TPE : comment « revenir » sur les accords collectifs ?

Le Code du travail fixe désormais les règles permettant de réviser et de dénoncer les accords collectifs dans les entreprises comptant au plus 20 salariés.

Point clé de la réforme du Code du travail menée par le gouvernement, la négociation collective est aujourd’hui encouragée, particulièrement au sein des petites structures. En effet, dans les entreprises de moins de 11 salariés, ainsi que dans celles de 20 salariés au plus qui n’ont ni délégué syndical ni représentants élus du personnel, l’employeur a la possibilité de proposer un projet d’accord collectif à ses employés. Un accord qui s’applique dès lors qu’il est approuvé par les deux tiers du personnel de l’entreprise. Le Code du travail détermine aussi à présent les conditions dans lesquelles les accords collectifs peuvent être révisés ou dénoncés dans ces entreprises.

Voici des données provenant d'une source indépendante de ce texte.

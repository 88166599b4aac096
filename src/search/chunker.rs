use once_cell::sync::Lazy;
use regex::Regex;

use crate::config::ChunkingConfig;

/// Blank-line paragraph boundary (lines holding only whitespace count as blank).
static PARAGRAPH_BREAK: Lazy<Regex> = Lazy::new(|| Regex::new(r"\n[ \t]*\n").unwrap());

/// First level-1 markdown heading.
static H1_HEADING: Lazy<Regex> = Lazy::new(|| Regex::new(r"(?m)^#[ \t]+(\S[^\n]*?)[ \t]*$").unwrap());

const TITLE_MAX_CHARS: usize = 100;

/// Separator placed between paragraphs inside a chunk, and between the
/// carried-over overlap and the paragraph that opened a new chunk.
pub const PARAGRAPH_SEPARATOR: &str = "\n\n";

/// One bounded segment of a source document.
#[derive(Debug, Clone, PartialEq, Eq)]
pub struct TextChunk {
    pub text: String,
    pub index: usize,
}

pub struct Chunker {
    max_chars: usize,
    overlap_chars: usize,
}

impl Default for Chunker {
    fn default() -> Self {
        Self::new(512, 64)
    }
}

impl Chunker {
    pub fn new(max_chars: usize, overlap_chars: usize) -> Self {
        Self {
            max_chars,
            overlap_chars,
        }
    }

    pub fn from_config(config: &ChunkingConfig) -> Self {
        Self::new(config.max_chunk_size, config.overlap)
    }

    /// Overlap is expressed in characters but carried as trailing words (~5 chars each).
    fn overlap_words(&self) -> usize {
        self.overlap_chars / 5
    }

    /// Split text into overlapping chunks along paragraph boundaries.
    ///
    /// Text that fits in `max_chars` comes back as a single chunk. Otherwise
    /// paragraphs are packed greedily; each new chunk starts with the last
    /// few words of the previous one. A single paragraph longer than
    /// `max_chars` is kept whole.
    pub fn chunk(&self, text: &str) -> Vec<TextChunk> {
        let cleaned = normalize_newlines(text);
        let cleaned = cleaned.trim();

        if cleaned.is_empty() {
            return Vec::new();
        }

        if char_len(cleaned) <= self.max_chars {
            return vec![TextChunk {
                text: cleaned.to_string(),
                index: 0,
            }];
        }

        let mut chunks = Vec::new();
        let mut buffer = String::new();

        for paragraph in PARAGRAPH_BREAK
            .split(cleaned)
            .map(str::trim)
            .filter(|p| !p.is_empty())
        {
            let projected = if buffer.is_empty() {
                char_len(paragraph)
            } else {
                char_len(&buffer) + PARAGRAPH_SEPARATOR.len() + char_len(paragraph)
            };

            if projected > self.max_chars && !buffer.is_empty() {
                let tail = trailing_words(&buffer, self.overlap_words());
                chunks.push(TextChunk {
                    text: std::mem::take(&mut buffer),
                    index: chunks.len(),
                });
                if !tail.is_empty() {
                    buffer.push_str(&tail);
                    buffer.push_str(PARAGRAPH_SEPARATOR);
                }
                buffer.push_str(paragraph);
            } else {
                if !buffer.is_empty() {
                    buffer.push_str(PARAGRAPH_SEPARATOR);
                }
                buffer.push_str(paragraph);
            }
        }

        if !buffer.trim().is_empty() {
            chunks.push(TextChunk {
                text: buffer,
                index: chunks.len(),
            });
        }

        chunks
    }
}

/// Title of a document: the first `# ` heading, else its first line (max 100 chars).
pub fn extract_title(content: &str) -> String {
    if let Some(caps) = H1_HEADING.captures(content) {
        return caps[1].trim().to_string();
    }

    let first_line = content.trim().lines().next().unwrap_or("").trim();
    first_line.chars().take(TITLE_MAX_CHARS).collect()
}

fn normalize_newlines(text: &str) -> String {
    text.replace("\r\n", "\n").replace('\r', "\n")
}

fn char_len(s: &str) -> usize {
    s.chars().count()
}

fn trailing_words(text: &str, count: usize) -> String {
    if count == 0 {
        return String::new();
    }
    let words: Vec<&str> = text.split_whitespace().collect();
    let start = words.len().saturating_sub(count);
    words[start..].join(" ")
}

L’employeur peut soumettre un avenant de révision d’un accord collectif à ses salariés. Il doit alors transmettre le projet d’avenant à chacun de ses employés puis, au minimum 15 jours plus tard, organiser un référendum. L’avenant de révision devient valable si les deux tiers du personnel de l’entreprise l’approuvent.

Les conditions de dénonciation d’un accord sont, en priorité, définies par l’accord collectif lui-même. Si rien n’est prévu par l’accord en la matière, sa dénonciation peut s’effectuer selon les règles fixées par le Code du travail.

Ainsi, l’employeur peut dénoncer un accord collectif en notifiant sa décision aux autres signataires de l’accord. Cette dénonciation peut aussi émaner de plusieurs salariés. Mais à condition, d’une part, qu’ils représentent les deux tiers du personnel de l’entreprise et, d’autre part, qu’ils notifient collectivement et par écrit leur décision à l’employeur. Sachant que si elle est provoquée par les salariés, la dénonciation doit intervenir dans le mois précédant la date anniversaire de la conclusion de l’accord collectif.

Par ailleurs, que la dénonciation soit à l’origine de l’employeur ou des salariés, l’accord continue de produire ses effets jusqu’à la conclusion d’un accord de substitution ou, à défaut, pendant un préavis de 3 mois auquel s’ajoute, en principe, un délai de 12 mois.